### YOUR GOAL
Copy every line from the material below that holds "context".

[SUPPLIED RECORDS — start]

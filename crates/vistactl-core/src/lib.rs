//! vistactl Core - Configuration and bundle types for the Vista3D deployer
//!
//! This crate provides the foundational types used throughout vistactl:
//! - `DeployConfig`: The immutable per-run configuration
//! - `Values`: Layered configuration values with deep merge support
//! - `Bundle`: The deploy bundle (templates + defaults), builtin or on-disk
//! - `RenderContext`: Template rendering context

pub mod builtin;
pub mod bundle;
pub mod config;
pub mod context;
pub mod error;
pub mod values;

pub use bundle::{Bundle, BundleManifest, BundleMetadata, TemplateFile};
pub use config::{
    DEFAULT_NAMESPACE, DEFAULT_RELEASE, DEFAULT_STORAGE_CLASS, DeployConfig, NgcCredentials,
    RancherConfig, RegistryCredentials, WaitConfig, default_kubeconfig_path,
};
pub use context::{ReleaseInfo, RenderContext};
pub use error::CoreError;
pub use values::{MergedValuesFile, Values, parse_set_string_values, parse_set_values};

[SUPPLIED RECORDS — finish]

### OUTPUT
//! - `RenderContext`: Template rendering context
pub mod context;
pub use context::{ReleaseInfo, RenderContext};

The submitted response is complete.